Carol Hamilton has some advice for brand founders.
L'Oréal's group president of acquisitions shared insights on her approach to acquisitions, what brand founders should be paying more attention to and what she sees as the future of beauty.
Hamilton, who stepped into the newly created L'Oréal role in July, opened the talk by sharing some advice to brand founders.
"What makes new, different and better, and can you explain that in just a couple of sentences, ideally one, so your investors, the strategics and most importantly, your consumers get it," she said.
Asked what L'Oréal looks for in new brands, Hamilton said the company is interested in new business models in addition to great product ideas and new categories.
"We want to buy complementary brands, we don’t want to fill a space that we’ve already filled," Hamilton said. "We’re looking for that not only as it relates to a product idea or a category idea but also new business models. The market is changing so quickly, the way the consumer shops, so that very often, a brand’s business model will attract me and the company more than the product itself — even though product will always be queen and has to reign supreme. But once you have that fantastic product, the business model can be extremely compelling to us.”
L'Oréal, she said, looks to acquire companies and brands that are between $25 million and $50 million in size, with double-digit profitability.
"We believe strongly in the importance of profitability and then bringing something that is new to us, where we’re going to learn more from you than maybe you will learn from us," she said.
And whereas some are forecasting a slowdown in M&A, Hamilton is hopeful.
“If you measure the number of deals that have been consummated, yes, there’s been a slowdown," she said. "If you measure the activity, the number of brands, the interest level, the competition that is out there, we are at an all-time high of furious pace and interest. It’s going to continue.”

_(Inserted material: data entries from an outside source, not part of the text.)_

/*
 * This file is part of Corewatch.
 *
 * Copyright (C) 2025 Corewatch contributors
 *
 * Corewatch is free software: you can redistribute it and/or modify
 * it under the terms of the GNU General Public License as published by
 * the Free Software Foundation, either version 3 of the License, or
 * (at your option) any later version.
 *
 * Corewatch is distributed in the hope that it will be useful,
 * but WITHOUT ANY WARRANTY; without even the implied warranty of
 * MERCHANTABILITY or FITNESS FOR A PARTICULAR PURPOSE. See the
 * GNU General Public License for more details.
 *
 * You should have received a copy of the GNU General Public License
 * along with Corewatch. If not, see <https://www.gnu.org/licenses/>.
 */

//! Corewatch - live CPU telemetry for Linux
//!
//! The binary is a thin shell over `cw-core`: it builds a `Computer` for a
//! real or simulated machine and runs one of the CLI commands against it.

pub mod cli;
pub mod demo;
pub mod output;
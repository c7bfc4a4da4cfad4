/*
 * This file is part of Corewatch.
 *
 * Copyright (C) 2025 Corewatch contributors
 *
 * Corewatch is free software: you can redistribute it and/or modify
 * it under the terms of the GNU General Public License as published by
 * the Free Software Foundation, either version 3 of the License, or
 * (at your option) any later version.
 *
 * Corewatch is distributed in the hope that it will be useful,
 * but WITHOUT ANY WARRANTY; without even the implied warranty of
 * MERCHANTABILITY or FITNESS FOR A PARTICULAR PURPOSE. See the
 * GNU General Public License for more details.
 *
 * You should have received a copy of the GNU General Public License
 * along with Corewatch. If not, see <https://www.gnu.org/licenses/>.
 */

use std::io::stdout;
use std::sync::atomic::{AtomicBool, Ordering};
use std::sync::Arc;

use clap::Parser;
use tracing::{info, warn};

use corewatch::cli::{self, Cli, Session};

fn main() -> anyhow::Result<()> {
    let cli = Cli::parse();

    tracing_subscriber::fmt()
        .with_target(false)
        .with_level(true)
        .with_writer(std::io::stderr)
        .with_env_filter(cli.log_filter())
        .init();

    info!("corewatch {} starting", env!("CARGO_PKG_VERSION"));

    // SAFETY: geteuid has no preconditions and cannot fail.
    if !cli.simulate && !cli.no_driver && unsafe { libc::geteuid() } != 0 {
        warn!("Not running as root; register sensors will stay empty");
    }

    let stop = Arc::new(AtomicBool::new(false));
    let flag = stop.clone();
    if let Err(e) = ctrlc::set_handler(move || {
        info!("Interrupted, shutting down");
        flag.store(true, Ordering::SeqCst);
    }) {
        warn!("Failed to set signal handler: {}", e);
    }

    let mut session = Session::build(&cli)?;
    let mut out = stdout().lock();
    let result = cli::run(&cli, &mut session, &stop, &mut out);
    session.close()?;
    result?;

    info!("corewatch finished");
    Ok(())
}
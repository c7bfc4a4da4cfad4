//! Hierarchical node identifiers
//!
//! An identifier is a `/`-separated path such as `/intelcpu/0/temperature/2`.
//! Tokens may not contain spaces or `/`. Ordering is plain ordinal string
//! comparison of the rendered path, which is what the derived `Ord` on the
//! inner string gives us.

use std::fmt;
use std::str::FromStr;

use serde::{Deserialize, Serialize};

use crate::error::{CorewatchError, Result};

const SEPARATOR: char = '/';

#[derive(Debug, Clone, PartialEq, Eq, Hash, PartialOrd, Ord, Serialize, Deserialize)]
#[serde(transparent)]
pub struct Identifier(String);

fn check_token(token: &str) -> Result<()> {
    if token.is_empty() {
        return Err(CorewatchError::InvalidIdentifier {
            token: token.to_string(),
            reason: "empty token",
        });
    }
    if token.contains(' ') {
        return Err(CorewatchError::InvalidIdentifier {
            token: token.to_string(),
            reason: "contains a space",
        });
    }
    if token.contains(SEPARATOR) {
        return Err(CorewatchError::InvalidIdentifier {
            token: token.to_string(),
            reason: "contains the separator",
        });
    }
    Ok(())
}

impl Identifier {
    /// Build an identifier from tokens, rejecting any that are not path-safe.
    pub fn new<I, S>(tokens: I) -> Result<Self>
    where
        I: IntoIterator<Item = S>,
        S: AsRef<str>,
    {
        let mut path = String::new();
        for token in tokens {
            let token = token.as_ref();
            check_token(token)?;
            path.push(SEPARATOR);
            path.push_str(token);
        }
        Ok(Identifier(path))
    }

    /// Append tokens to this identifier.
    pub fn extend<I, S>(&self, tokens: I) -> Result<Self>
    where
        I: IntoIterator<Item = S>,
        S: AsRef<str>,
    {
        let suffix = Identifier::new(tokens)?;
        Ok(Identifier(format!("{}{}", self.0, suffix.0)))
    }

    /// Append one token built from internal names.
    ///
    /// Callers pass type names and indices, which never carry spaces or
    /// separators; anything else is replaced with `_`.
    pub(crate) fn child(&self, token: impl fmt::Display) -> Self {
        let token: String = token
            .to_string()
            .chars()
            .map(|c| if c == ' ' || c == SEPARATOR { '_' } else { c })
            .collect();
        debug_assert!(!token.is_empty());
        Identifier(format!("{}{}{}", self.0, SEPARATOR, token))
    }

    pub fn tokens(&self) -> impl Iterator<Item = &str> {
        self.0.split(SEPARATOR).skip(1)
    }

    pub fn as_str(&self) -> &str {
        &self.0
    }

    pub fn is_empty(&self) -> bool {
        self.0.is_empty()
    }
}

impl fmt::Display for Identifier {
    fn fmt(&self, f: &mut fmt::Formatter<'_>) -> fmt::Result {
        f.write_str(&self.0)
    }
}

impl FromStr for Identifier {
    type Err = CorewatchError;

    fn from_str(s: &str) -> Result<Self> {
        if s.is_empty() {
            return Ok(Identifier(String::new()));
        }
        let rest = s.strip_prefix(SEPARATOR).ok_or_else(|| CorewatchError::InvalidIdentifier {
            token: s.to_string(),
            reason: "must start with the separator",
        })?;
        Identifier::new(rest.split(SEPARATOR))
    }
}

impl AsRef<str> for Identifier {
    fn as_ref(&self) -> &str {
        &self.0
    }
}
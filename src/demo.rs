/*
 * This file is part of Corewatch.
 *
 * Copyright (C) 2025 Corewatch contributors
 *
 * Corewatch is free software: you can redistribute it and/or modify
 * it under the terms of the GNU General Public License as published by
 * the Free Software Foundation, either version 3 of the License, or
 * (at your option) any later version.
 *
 * Corewatch is distributed in the hope that it will be useful,
 * but WITHOUT ANY WARRANTY; without even the implied warranty of
 * MERCHANTABILITY or FITNESS FOR A PARTICULAR PURPOSE. See the
 * GNU General Public License for more details.
 *
 * You should have received a copy of the GNU General Public License
 * along with Corewatch. If not, see <https://www.gnu.org/licenses/>.
 */

//! Built-in simulated machine for `--simulate`
//!
//! A six-core, twelve-thread i7-8700K on the simulated mediator. Each core
//! runs a little hotter and slower than the previous one, and the RAPL
//! counters advance on every read.

use std::path::PathBuf;
use std::sync::atomic::{AtomicI64, Ordering};
use std::sync::Arc;
use std::time::{Duration, Instant};

use cw_core::clock::{CycleCounter, MonotonicClock};
use cw_core::constants::paths;
use cw_core::cpu::{CpuEnvironment, CpuId, CpuTimes, ProcessorTimes};
use cw_core::{LeafBuilder, Ring0, SimulatedMachine, StaticCpuid, Vendor};

const TSC_MHZ: u64 = 3700;

const MSR_PLATFORM_INFO: u32 = 0xCE;
const IA32_PERF_STATUS: u32 = 0x198;
const IA32_THERM_STATUS: u32 = 0x19C;
const IA32_TEMPERATURE_TARGET: u32 = 0x1A2;
const IA32_PACKAGE_THERM_STATUS: u32 = 0x1B1;
const MSR_RAPL_POWER_UNIT: u32 = 0x606;
const MSR_PKG_ENERGY_STATUS: u32 = 0x611;
const MSR_PP0_ENERGY_STATUS: u32 = 0x639;
const MSR_PP1_ENERGY_STATUS: u32 = 0x641;

/// 1/16384 J per count
const ENERGY_UNITS: u64 = 0x000A_0E03;
const COUNTS_PER_JOULE: u64 = 16384;

/// A counter running at a fixed rate against the monotonic clock.
#[derive(Debug)]
pub struct SyntheticTsc {
    origin: Instant,
    mhz: u64,
}

impl SyntheticTsc {
    pub fn new(mhz: u64) -> Self {
        Self {
            origin: Instant::now(),
            mhz,
        }
    }
}

impl CycleCounter for SyntheticTsc {
    fn read(&self) -> u64 {
        (self.origin.elapsed().as_nanos() as u64).wrapping_mul(self.mhz) / 1000
    }
}

/// Processor times where CPU `i` runs at a fixed share of one second per read.
#[derive(Debug)]
pub struct SyntheticTimes {
    busy: Vec<f64>,
    reads: AtomicI64,
}

impl SyntheticTimes {
    pub fn new(busy: Vec<f64>) -> Self {
        Self {
            busy,
            reads: AtomicI64::new(0),
        }
    }
}

impl ProcessorTimes for SyntheticTimes {
    fn read(&self) -> Option<CpuTimes> {
        let n = self.reads.fetch_add(1, Ordering::SeqCst) + 1;
        let total = n * 10_000_000;
        Some(
            self.busy
                .iter()
                .map(|b| Some(((total as f64 * (1.0 - b)) as i64, total)))
                .collect(),
        )
    }
}

pub struct DemoMachine {
    pub machine: SimulatedMachine,
    pub threads: Vec<CpuId>,
}

impl DemoMachine {
    pub fn new() -> Self {
        let threads = LeafBuilder::new(Vendor::Intel, "Intel(R) Core(TM) i7-8700K CPU @ 3.70GHz", 6, 0x9E, 0x0A)
            .cores(6, 2)
            .thermal(true, true)
            .invariant_tsc(true)
            .build();
        let machine = SimulatedMachine::new(threads.len());

        machine.set_msr_all(IA32_TEMPERATURE_TARGET, 100 << 16);
        machine.set_msr_all(MSR_PLATFORM_INFO, (TSC_MHZ / 100) << 8);
        machine.set_msr_all(MSR_RAPL_POWER_UNIT, ENERGY_UNITS);
        for register in [MSR_PKG_ENERGY_STATUS, MSR_PP0_ENERGY_STATUS, MSR_PP1_ENERGY_STATUS] {
            machine.set_msr_all(register, 0);
        }
        for cpu in 0..threads.len() {
            let core = (cpu / 2) as u64;
            machine.set_msr(cpu, IA32_THERM_STATUS, 0x8000_0000 | ((38 + 3 * core) << 16));
            machine.set_msr(cpu, IA32_PERF_STATUS, (44 - 2 * core) << 8);
            machine.set_msr_step(cpu, MSR_PKG_ENERGY_STATUS, COUNTS_PER_JOULE * 45);
            machine.set_msr_step(cpu, MSR_PP0_ENERGY_STATUS, COUNTS_PER_JOULE * 32);
            machine.set_msr_step(cpu, MSR_PP1_ENERGY_STATUS, COUNTS_PER_JOULE / 2);
        }
        machine.set_msr_all(IA32_PACKAGE_THERM_STATUS, 0x8000_0000 | (36 << 16));

        Self { machine, threads }
    }

    pub fn cpuid(&self) -> Arc<StaticCpuid> {
        Arc::new(StaticCpuid::new(self.threads.clone()))
    }

    pub fn ring0(&self, bus_lock: Option<PathBuf>) -> Ring0 {
        let lock = bus_lock.unwrap_or_else(|| std::env::temp_dir().join("corewatch-demo.lock"));
        Ring0::simulated(&self.machine)
            .with_bus_lock_path(lock)
            .with_reinstall_delay(Duration::ZERO)
    }

    pub fn environment(&self) -> CpuEnvironment {
        let busy = (0..self.threads.len()).map(|i| 0.15 + 0.05 * (i % 6) as f64).collect();
        CpuEnvironment {
            time: Arc::new(MonotonicClock::new()),
            counter: Arc::new(SyntheticTsc::new(TSC_MHZ)),
            times: Some(Arc::new(SyntheticTimes::new(busy))),
            core_read_delay: Duration::ZERO,
            hwmon_base: PathBuf::from(paths::HWMON_BASE),
        }
    }
}

impl Default for DemoMachine {
    fn default() -> Self {
        Self::new()
    }
}

#[cfg(test)]
mod tests {
    use super::*;

    #[test]
    fn test_synthetic_times_follow_busy_share() {
        let times = SyntheticTimes::new(vec![0.25, 0.5]);
        let first = times.read().unwrap();
        let second = times.read().unwrap();
        assert_eq!(first[0], Some((7_500_000, 10_000_000)));
        assert_eq!(second[1], Some((10_000_000, 20_000_000)));
    }

    #[test]
    fn test_synthetic_tsc_counts_up() {
        let tsc = SyntheticTsc::new(1000);
        let a = tsc.read();
        std::thread::sleep(Duration::from_millis(2));
        assert!(tsc.read() > a);
    }

    #[test]
    fn test_demo_registers() {
        let demo = DemoMachine::new();
        assert_eq!(demo.threads.len(), 12);
        assert_eq!(demo.machine.msr(0, MSR_PLATFORM_INFO), Some(37 << 8));
        assert_eq!(demo.machine.msr(11, IA32_THERM_STATUS), Some(0x8000_0000 | (53 << 16)));
    }
}
//! Hardware tree nodes
//!
//! A hardware node owns every sensor it may ever expose and keeps an
//! ordered set of the ones currently active. Sensors are activated and
//! deactivated as readings appear and disappear; they are never destroyed
//! before the node itself is closed.

use std::fmt;

use serde::{Deserialize, Serialize};
use tracing::trace;

use crate::identifier::Identifier;
use crate::sensor::{Parameter, ParameterDescription, Sensor, SensorType};
use crate::settings::SharedSettings;

#[derive(Debug, Clone, Copy, PartialEq, Eq, Hash, PartialOrd, Ord, Serialize, Deserialize)]
pub enum HardwareType {
    Cpu,
    Motherboard,
    SuperIo,
    Memory,
    GpuNvidia,
    GpuAmd,
    Storage,
    Network,
    Cooler,
    Controller,
}

impl fmt::Display for HardwareType {
    fn fmt(&self, f: &mut fmt::Formatter<'_>) -> fmt::Result {
        fmt::Debug::fmt(self, f)
    }
}

/// Index of a sensor inside its owning `HardwareCore`.
#[derive(Debug, Clone, Copy, PartialEq, Eq, Hash)]
pub struct SensorHandle(usize);

/// State shared by every hardware node: naming, sensors and the active set.
pub struct HardwareCore {
    default_name: String,
    name: String,
    identifier: Identifier,
    hardware_type: HardwareType,
    parent: Option<Identifier>,
    sensors: Vec<Sensor>,
    active: Vec<SensorHandle>,
    settings: SharedSettings,
}

fn name_key(identifier: &Identifier) -> String {
    identifier.child("name").to_string()
}

impl HardwareCore {
    pub fn new(
        name: impl Into<String>,
        identifier: Identifier,
        hardware_type: HardwareType,
        settings: SharedSettings,
    ) -> Self {
        let default_name = name.into();
        let name = settings.get_value(&name_key(&identifier), &default_name);
        Self {
            default_name,
            name,
            identifier,
            hardware_type,
            parent: None,
            sensors: Vec::new(),
            active: Vec::new(),
            settings,
        }
    }

    pub fn name(&self) -> &str {
        &self.name
    }

    /// Rename the node. An empty name restores the default.
    pub fn set_name(&mut self, name: &str) {
        self.name = if name.is_empty() {
            self.default_name.clone()
        } else {
            name.to_string()
        };
        self.settings.set_value(&name_key(&self.identifier), &self.name);
    }

    pub fn identifier(&self) -> &Identifier {
        &self.identifier
    }

    pub fn hardware_type(&self) -> HardwareType {
        self.hardware_type
    }

    pub fn parent(&self) -> Option<&Identifier> {
        self.parent.as_ref()
    }

    pub fn set_parent(&mut self, parent: Option<Identifier>) {
        self.parent = parent;
    }

    pub fn settings(&self) -> &SharedSettings {
        &self.settings
    }

    /// Create an inactive sensor owned by this node.
    pub fn create_sensor(
        &mut self,
        name: impl Into<String>,
        index: usize,
        sensor_type: SensorType,
        parameters: &[ParameterDescription],
    ) -> SensorHandle {
        let sensor = Sensor::new(
            name,
            index,
            sensor_type,
            &self.identifier,
            parameters,
            self.settings.clone(),
        );
        self.sensors.push(sensor);
        SensorHandle(self.sensors.len() - 1)
    }

    pub fn activate(&mut self, handle: SensorHandle) {
        if !self.active.contains(&handle) {
            trace!(sensor = %self.sensors[handle.0].identifier(), "Sensor activated");
            self.active.push(handle);
        }
    }

    pub fn deactivate(&mut self, handle: SensorHandle) {
        if let Some(pos) = self.active.iter().position(|h| *h == handle) {
            trace!(sensor = %self.sensors[handle.0].identifier(), "Sensor deactivated");
            self.active.remove(pos);
        }
    }

    pub fn is_active(&self, handle: SensorHandle) -> bool {
        self.active.contains(&handle)
    }

    pub fn sensor(&self, handle: SensorHandle) -> &Sensor {
        &self.sensors[handle.0]
    }

    pub fn sensor_mut(&mut self, handle: SensorHandle) -> &mut Sensor {
        &mut self.sensors[handle.0]
    }

    pub fn value(&self, handle: SensorHandle) -> Option<f32> {
        self.sensors[handle.0].value()
    }

    pub fn set_value(&mut self, handle: SensorHandle, value: Option<f32>) {
        self.sensors[handle.0].set_value(value);
    }

    /// Current value of parameter `index` on a sensor.
    pub fn parameter(&self, handle: SensorHandle, index: usize, fallback: f32) -> f32 {
        self.sensors[handle.0].parameter_value(index, fallback)
    }

    /// Active sensors in activation order.
    pub fn sensors(&self) -> impl Iterator<Item = &Sensor> {
        self.active.iter().map(|h| &self.sensors[h.0])
    }

    /// Active sensors ordered by type, then index.
    pub fn sorted_sensors(&self) -> Vec<&Sensor> {
        let mut sensors: Vec<&Sensor> = self.sensors().collect();
        sensors.sort_by_key(|s| (s.sensor_type(), s.index()));
        sensors
    }

    pub fn active_count(&self) -> usize {
        self.active.len()
    }

    /// Persist every sensor's history and drop the active set.
    pub fn close(&mut self) {
        for sensor in &self.sensors {
            sensor.persist_values();
        }
        self.active.clear();
    }
}

impl fmt::Debug for HardwareCore {
    fn fmt(&self, f: &mut fmt::Formatter<'_>) -> fmt::Result {
        f.debug_struct("HardwareCore")
            .field("name", &self.name)
            .field("identifier", &self.identifier)
            .field("hardware_type", &self.hardware_type)
            .field("sensors", &self.sensors.len())
            .field("active", &self.active.len())
            .finish()
    }
}

/// A node in the hardware tree.
pub trait Hardware: Send {
    fn core(&self) -> &HardwareCore;

    fn core_mut(&mut self) -> &mut HardwareCore;

    /// Refresh every sensor from the device.
    fn update(&mut self);

    /// Plain-text diagnostic dump.
    fn report(&self) -> String {
        String::new()
    }

    fn sub_hardware(&self) -> &[Box<dyn Hardware>] {
        &[]
    }

    fn sub_hardware_mut(&mut self) -> &mut [Box<dyn Hardware>] {
        &mut []
    }

    fn close(&mut self) {
        self.core_mut().close();
    }

    fn name(&self) -> &str {
        self.core().name()
    }

    fn identifier(&self) -> &Identifier {
        self.core().identifier()
    }

    fn hardware_type(&self) -> HardwareType {
        self.core().hardware_type()
    }
}

/// A family of hardware discovered and torn down together.
pub trait Group: Send {
    fn hardware(&self) -> &[Box<dyn Hardware>];

    fn hardware_mut(&mut self) -> &mut [Box<dyn Hardware>];

    fn report(&self) -> String {
        String::new()
    }

    fn close(&mut self) {
        for hardware in self.hardware_mut() {
            hardware.close();
        }
    }
}

/// Walks the tree. Default methods descend; override one to stop or
/// intercept at that level.
pub trait Visitor {
    fn visit_hardware(&mut self, hardware: &dyn Hardware) {
        walk_hardware(self, hardware);
    }

    fn visit_sensor(&mut self, sensor: &Sensor) {
        walk_sensor(self, sensor);
    }

    fn visit_parameter(&mut self, _parameter: &Parameter) {}
}

pub fn walk_hardware<V: Visitor + ?Sized>(visitor: &mut V, hardware: &dyn Hardware) {
    for sub in hardware.sub_hardware() {
        visitor.visit_hardware(sub.as_ref());
    }
    for sensor in hardware.core().sensors() {
        visitor.visit_sensor(sensor);
    }
}

pub fn walk_sensor<V: Visitor + ?Sized>(visitor: &mut V, sensor: &Sensor) {
    for parameter in sensor.parameters() {
        visitor.visit_parameter(parameter);
    }
}

#[cfg(test)]
mod tests {
    use super::*;
    use crate::settings::MemorySettings;

    struct Fixed {
        core: HardwareCore,
        load: SensorHandle,
        temp: SensorHandle,
        ticks: u32,
    }

    impl Fixed {
        fn new(settings: SharedSettings) -> Self {
            let id = Identifier::new(["test", "0"]).unwrap();
            let mut core = HardwareCore::new("Test", id, HardwareType::Cpu, settings);
            let temp = core.create_sensor(
                "Core",
                0,
                SensorType::Temperature,
                &[ParameterDescription::new("Offset [°C]", "offset", 0.0)],
            );
            let load = core.create_sensor("Total", 0, SensorType::Load, &[]);
            core.activate(temp);
            core.activate(load);
            Self { core, load, temp, ticks: 0 }
        }
    }

    impl Hardware for Fixed {
        fn core(&self) -> &HardwareCore {
            &self.core
        }

        fn core_mut(&mut self) -> &mut HardwareCore {
            &mut self.core
        }

        fn update(&mut self) {
            self.ticks += 1;
            let t = self.ticks as f32;
            self.core.set_value(self.load, Some(t));
            self.core.set_value(self.temp, Some(40.0 + t));
        }
    }

    #[derive(Default)]
    struct Counter {
        hardware: usize,
        sensors: usize,
        parameters: usize,
    }

    impl Visitor for Counter {
        fn visit_hardware(&mut self, hardware: &dyn Hardware) {
            self.hardware += 1;
            walk_hardware(self, hardware);
        }

        fn visit_sensor(&mut self, sensor: &Sensor) {
            self.sensors += 1;
            walk_sensor(self, sensor);
        }

        fn visit_parameter(&mut self, _parameter: &Parameter) {
            self.parameters += 1;
        }
    }

    #[test]
    fn test_sorted_by_type_then_index() {
        let h = Fixed::new(MemorySettings::shared());
        let kinds: Vec<SensorType> = h.core.sorted_sensors().iter().map(|s| s.sensor_type()).collect();
        assert_eq!(kinds, vec![SensorType::Temperature, SensorType::Load]);
        let order: Vec<&str> = h.core.sensors().map(|s| s.name()).collect();
        assert_eq!(order, vec!["Core", "Total"]);
    }

    #[test]
    fn test_activation_is_a_set() {
        let mut h = Fixed::new(MemorySettings::shared());
        h.core.activate(h.load);
        assert_eq!(h.core.active_count(), 2);
        h.core.deactivate(h.load);
        h.core.deactivate(h.load);
        assert_eq!(h.core.active_count(), 1);
        assert!(!h.core.is_active(h.load));
        // still owned, still writable
        h.core.set_value(h.load, Some(3.0));
        assert_eq!(h.core.value(h.load), Some(3.0));
    }

    #[test]
    fn test_visitor_counts() {
        let mut h = Fixed::new(MemorySettings::shared());
        h.update();
        let mut c = Counter::default();
        c.visit_hardware(&h);
        assert_eq!((c.hardware, c.sensors, c.parameters), (1, 2, 1));
    }

    #[test]
    fn test_name_persisted() {
        let settings = MemorySettings::shared();
        let mut h = Fixed::new(settings.clone());
        h.core.set_name("Workstation");
        let again = Fixed::new(settings);
        assert_eq!(again.name(), "Workstation");
    }

    #[test]
    fn test_close_persists_history() {
        let settings = MemorySettings::shared();
        let mut h = Fixed::new(settings.clone());
        for _ in 0..4 {
            h.update();
        }
        h.close();
        assert_eq!(h.core.active_count(), 0);
        assert!(settings.contains("/test/0/load/0/values"));
    }
}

She also advised founders to focus on building their e-commerce platforms separately from those of their retail partners.
"So many founders will go along with the retailer dot-com, which is a very good way to become digitally savvy, but it is not the same as owning your own database and really understanding your consumer," she said.
Asked for where she sees beauty heading, Hamilton pointed to wellness.
“Beauty is going to be much bigger because beauty is tapping into tech, but also tapping into a much bigger part of our lifestyles, whether it’s how we work out and the products that we need, how we eat, what we eat, and the nutrition associated with it and what we want to put on our bodies as a result of it," she said. "I see this expansion of beauty into health, wellness, athletics and everything associated with the way a woman lives her life. Meditation, all of those things are going to influence the way we look at beauty going forward. We can’t just look at the traditional categories of the past or we’ll be stuck in a rut.”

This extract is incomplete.